(Beginning of Data records)

use crate::ambassador::error::AmbassadorError;
use crate::ambassador::session::Session;
use crate::commitlog::{Index, ReadTransaction, Term};
use crate::connection::Connection;
use crate::wire::{ProtoAppendEntries, ProtoAppendEntriesResponse, ProtoLogEntry};
use prost::Message;
use tokio::time::{Duration, Instant};

#[derive(Copy, Clone, Debug)]
pub(super) struct BatchLimits {
    pub(super) max_bytes: usize,
    pub(super) time_box: Duration,
}

/// Leader state piggybacked on every AppendEntries.
#[derive(Copy, Clone, Debug, Default)]
pub(super) struct RoundHints {
    pub(super) truncate_log_before: Index,
    pub(super) force_elections: bool,
    pub(super) time_as_leader: Duration,
}

/// Collect the entries after `match_index`. The first entry always goes in, so a single oversized
/// entry can still be replicated; after that, entries are added while the batch stays under
/// `max_bytes` and the time box has not run out. An empty batch is a heartbeat.
pub(super) fn build_batch(
    txn: &dyn ReadTransaction,
    match_index: Index,
    term: Term,
    limits: BatchLimits,
    hints: RoundHints,
) -> Result<ProtoAppendEntries, AmbassadorError> {
    let started = Instant::now();
    let prev_log_term = txn
        .term_at(match_index)?
        .ok_or(AmbassadorError::MissingLogEntry(match_index))?;

    let mut entries = Vec::new();
    let mut total_bytes = 0;
    for entry in txn.entries_from(match_index.plus(1)) {
        let entry = entry?;
        let proto = ProtoLogEntry {
            index: entry.index.as_u64(),
            term: entry.term.as_u64(),
            data: entry.data.to_vec(),
            flags: entry.flags,
        };
        let size = proto.encoded_len();
        if !entries.is_empty() && total_bytes + size > limits.max_bytes {
            break;
        }
        total_bytes += size;
        entries.push(proto);

        if started.elapsed() >= limits.time_box {
            break;
        }
    }

    Ok(ProtoAppendEntries {
        term: term.as_u64(),
        prev_log_index: match_index.as_u64(),
        prev_log_term: prev_log_term.as_u64(),
        leader_commit: txn.committed_index().as_u64(),
        truncate_log_before: hints.truncate_log_before.as_u64(),
        entries,
        force_elections: hints.force_elections,
        time_as_leader_ms: hints.time_as_leader.as_millis() as u64,
    })
}

/// Send one batch and wait for the follower to finish with it. Returns the follower's last log
/// index, which becomes the new match index.
pub(super) async fn replicate_round(
    session: &Session,
    connection: &mut dyn Connection,
    request: ProtoAppendEntries,
) -> Result<Index, AmbassadorError> {
    let prev_log_index = request.prev_log_index;
    let sent = request.entries.len() as u64;
    session.send(connection, request).await?;

    loop {
        let response = session.read::<ProtoAppendEntriesResponse>(connection).await?;
        session.check_term(response.current_term)?;

        if response.pending {
            slog::debug!(session.logger, "Follower is still applying entries: {}", response.message);
            continue;
        }
        if !response.success {
            return Err(AmbassadorError::ProtocolViolation(format!(
                "Follower rejected entries after {}: {}",
                prev_log_index, response.message
            )));
        }
        if response.last_log_index > prev_log_index + sent {
            return Err(AmbassadorError::ProtocolViolation(format!(
                "Follower claims last index {} but only {} entries were sent after {}",
                response.last_log_index, sent, prev_log_index
            )));
        }

        return Ok(Index::new(response.last_log_index));
    }
}

#[cfg(test)]
mod tests {
    use super::*;
    use crate::ambassador::session::test_session;
    use crate::commitlog::{InMemoryLogStore, LogStore};
    use crate::connection::{ConnectionExt, Connector, Listener, MemoryNetwork};
    use crate::test_utils::store_with_terms;
    use bytes::Bytes;

    const MIB: usize = 1024 * 1024;

    fn limits() -> BatchLimits {
        BatchLimits {
            max_bytes: MIB,
            time_box: Duration::from_secs(60),
        }
    }

    #[test]
    fn batch_is_capped_by_encoded_size() {
        // -- setup --
        let store = InMemoryLogStore::new();
        for _ in 0..200 {
            store.append(Term::new(2), Bytes::from(vec![7u8; 10_000]));
        }
        let txn = store.read_transaction().unwrap();

        // -- execute --
        let batch = build_batch(&*txn, Index::zero(), Term::new(2), limits(), RoundHints::default()).unwrap();

        // -- verify --
        assert_eq!(104, batch.entries.len());
        assert_eq!(1, batch.entries[0].index);
        assert_eq!(104, batch.entries[103].index);
        let total: usize = batch.entries.iter().map(|e| e.encoded_len()).sum();
        assert!(total <= MIB);
    }

    #[test]
    fn oversized_first_entry_is_sent_alone() {
        let store = InMemoryLogStore::new();
        store.append(Term::new(1), Bytes::from(vec![0u8; 2 * MIB]));
        store.append(Term::new(1), Bytes::from("small"));
        let txn = store.read_transaction().unwrap();

        let batch = build_batch(&*txn, Index::zero(), Term::new(1), limits(), RoundHints::default()).unwrap();

        assert_eq!(1, batch.entries.len());
    }

    #[test]
    fn expired_time_box_still_ships_one_entry() {
        let store = store_with_terms(&[1, 1, 1, 1]);
        let txn = store.read_transaction().unwrap();
        let limits = BatchLimits {
            max_bytes: MIB,
            time_box: Duration::from_millis(0),
        };

        let batch = build_batch(&*txn, Index::new(1), Term::new(1), limits, RoundHints::default()).unwrap();

        assert_eq!(1, batch.entries.len());
        assert_eq!(2, batch.entries[0].index);
    }

    #[test]
    fn batch_carries_previous_entry_and_leader_state() {
        // -- setup --
        let store = store_with_terms(&[1, 1, 2, 3, 3]);
        store.set_committed_index(Index::new(4)).unwrap();
        let txn = store.read_transaction().unwrap();
        let hints = RoundHints {
            truncate_log_before: Index::new(2),
            force_elections: true,
            time_as_leader: Duration::from_millis(1500),
        };

        // -- execute --
        let batch = build_batch(&*txn, Index::new(3), Term::new(3), limits(), hints).unwrap();

        // -- verify --
        assert_eq!((3, 2), (batch.prev_log_index, batch.prev_log_term));
        assert_eq!(vec![4, 5], batch.entries.iter().map(|e| e.index).collect::<Vec<_>>());
        assert_eq!(4, batch.leader_commit);
        assert_eq!(2, batch.truncate_log_before);
        assert!(batch.force_elections);
        assert_eq!(1500, batch.time_as_leader_ms);
    }

    #[test]
    fn caught_up_follower_gets_heartbeat() {
        let store = store_with_terms(&[1, 1]);
        let txn = store.read_transaction().unwrap();

        let batch = build_batch(&*txn, Index::new(2), Term::new(1), limits(), RoundHints::default()).unwrap();

        assert!(batch.entries.is_empty());
        assert_eq!(2, batch.prev_log_index);
    }

    #[test]
    fn unknown_previous_term_is_an_error() {
        let store = store_with_terms(&[1, 1, 1, 1]);
        store.set_committed_index(Index::new(3)).unwrap();
        store.compact_before(Index::new(4)).unwrap();
        let txn = store.read_transaction().unwrap();

        let error = build_batch(&*txn, Index::new(1), Term::new(1), limits(), RoundHints::default()).unwrap_err();

        assert!(matches!(error, AmbassadorError::MissingLogEntry(i) if i == Index::new(1)));
    }

    async fn scripted_round(
        term: u64,
        request: ProtoAppendEntries,
        responses: Vec<ProtoAppendEntriesResponse>,
    ) -> Result<Index, AmbassadorError> {
        let network = MemoryNetwork::new();
        let mut listener = network.listen("mem://b").unwrap();
        let mut client = network.connect("mem://b", None).await.unwrap();
        let mut server = listener.accept().await.unwrap();
        tokio::spawn(async move {
            let _ = server.read::<ProtoAppendEntries>().await;
            for response in responses {
                let _ = server.send(response.into()).await;
            }
            // Hold the connection open until the leader is done with it.
            let _ = server.read_message().await;
        });

        replicate_round(&test_session(term), client.as_mut(), request).await
    }

    fn request(prev: u64, entries: u64) -> ProtoAppendEntries {
        ProtoAppendEntries {
            term: 4,
            prev_log_index: prev,
            entries: (prev + 1..=prev + entries)
                .map(|index| ProtoLogEntry {
                    index,
                    term: 4,
                    ..Default::default()
                })
                .collect(),
            ..Default::default()
        }
    }

    fn response(term: u64, last: u64, success: bool, pending: bool) -> ProtoAppendEntriesResponse {
        ProtoAppendEntriesResponse {
            current_term: term,
            last_log_index: last,
            success,
            pending,
            message: String::new(),
        }
    }

    #[tokio::test]
    async fn pending_responses_are_read_through() {
        let result = scripted_round(
            4,
            request(10, 3),
            vec![
                response(4, 0, false, true),
                response(4, 0, false, true),
                response(4, 13, true, false),
            ],
        )
        .await;

        assert_eq!(Index::new(13), result.unwrap());
    }

    #[tokio::test]
    async fn failed_append_is_a_protocol_violation() {
        let result = scripted_round(4, request(10, 3), vec![response(4, 10, false, false)]).await;

        assert!(result.unwrap_err().is_protocol_violation());
    }

    #[tokio::test]
    async fn follower_cannot_claim_more_than_was_sent() {
        let result = scripted_round(4, request(10, 3), vec![response(4, 14, true, false)]).await;

        assert!(result.unwrap_err().is_protocol_violation());
    }

    #[tokio::test]
    async fn newer_term_while_pending_is_fatal() {
        let result = scripted_round(
            4,
            request(10, 0),
            vec![response(4, 0, false, true), response(5, 10, true, false)],
        )
        .await;

        assert!(result.unwrap_err().is_term_superseded());
    }
}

(End of Data records)

Search the entries above for "Copy". Return every line that has it.

Finished exercise
#[derive(Copy, Clone, Debug)]
#[derive(Copy, Clone, Debug, Default)]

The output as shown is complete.